Strategists have warned that collapsing financial sectors in countries like Ukraine and Latvia could infect the rest of Europe, leading to a series of continent-wide bank failures.
But an Austrian plea for a £140 billion bail-out funded by the EU was rejected by Germany and a similar Hungarian proposal was given equally short shrift. Instead the West has signalled to some in the East that it will take care of itself first.
Nicolas Sarkozy, the French president, has come under fire after calling on leaders of industry to close factories in eastern Europe to save jobs in France. "An important challenge of the G20 is to send a message that such policies could lead to disaster," said Mr Nemyria.
His message was endorsed by Andris Miglaus, chief advisor at Latvia`s finance ministry.
"Populist protectionism is creating internal frontiers that will negatively affect other areas of Europe," he said.

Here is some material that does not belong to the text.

//! Configuration for the media conformer
//!
//! Handles loading configuration from TOML files and environment variable overrides.

pub mod config;

pub use config::*;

After a decade of impressive growth, Ukraine`s export-driven economy is in meltdown. Demand for its steel and agricultural products in Russia and the European Union has collapsed, helping drive down Ukraine`s currency, the gryvnia, by over 50 per cent in the past nine months.
Forecasters say that Ukraine`s economy - like Latvia`s - could shrink 12 percent this year.

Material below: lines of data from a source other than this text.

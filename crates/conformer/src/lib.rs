//! Media conformer
//!
//! Analyses media files with ffprobe and ffmpeg (field order, black and
//! frozen frames, borders, silence, loudness) and renders them to encode
//! profiles with a deterministic filter graph.

pub mod analyzer;
pub mod anomalies;
pub mod concurrency;
pub mod conformer;
pub mod field_order;
pub mod loudness;
pub mod media;
pub mod probe;
pub mod process;
pub mod progress;
pub mod render_args;
pub mod renderer;
pub mod scan;
pub mod scanner;
pub mod startup;
pub mod work_unit;

pub use analyzer::{AnalysisError, Analyzer};
pub use anomalies::{
    detect_anomalies, detection_args, StreamEventParser, CROP_CONTINUITY_SECS, REFERENCE_FRAME,
};
pub use concurrency::{derive_plan, ConcurrencyPlan};
pub use conformer::{Conformer, ConformerError};
pub use field_order::{detect_field_order, parse_idet_output};
pub use loudness::{measure_loudness, parse_loudness_output, LoudnessError};
pub use media::{
    AnalysisResult, Anomalies, AnomalyInterval, FieldOrder, LoudnessMeasurement,
    MediaDescription, RenderFailure, RenderResult,
};
pub use media_conformer_config as config;
pub use media_conformer_config::Config;
pub use probe::{parse_probe_output, probe_file, ProbeError};
pub use process::{ProcessError, ProcessExit};
pub use progress::{ProgressParser, ProgressSample};
pub use render_args::{build_render_args, output_path};
pub use renderer::{RenderError, Renderer};
pub use scan::expand_inputs;
pub use scanner::PatternScanner;
pub use startup::{parse_ffmpeg_version, run_startup_checks, StartupError};
pub use work_unit::{ProgressHub, ProgressReport, ReportKind, WorkState, WorkUnit, WorkUnitError};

Most experts do not think Ukraine will default this year. Instead most concern is being directed at Ukraine`s financial sector, which is dominated by the subsidiaries of Western European banks.
Like other countries in the region, Ukraine has been on a credit binge. Since 2006, Ukraine`s mortgage bill has increased by over 4,000 per cent. Over 10 million Ukrainians have loans, compared with under 100,000 in 2002.
But many, like Olga Symonchuk and her husband Nikolai, are now struggling to repay the banks.
A year ago, the Symonchuks decided that life in a two-bedroom Kiev flat with their two sons and their fiancées was getting a little too cramped. They decided to take out a £58,000 mortgage with a subsidiary of BNP Paribas to buy a second flat in the capital`s suburbs.
They chose a mortgage based in dollars, because interest was half that of a local currency loan. But as the local currency collapsed, their repayments soared. The couple were also put on half-pay. Despite having their mortgage restructured, the Symonchuks have missed two monthly payments.
For the Symonchuks, read millions of Ukrainians, the majority of whom hold their debts in foreign currency.
As personal defaults grow, so do fears of a systemic collapse in the Ukrainian banking sector.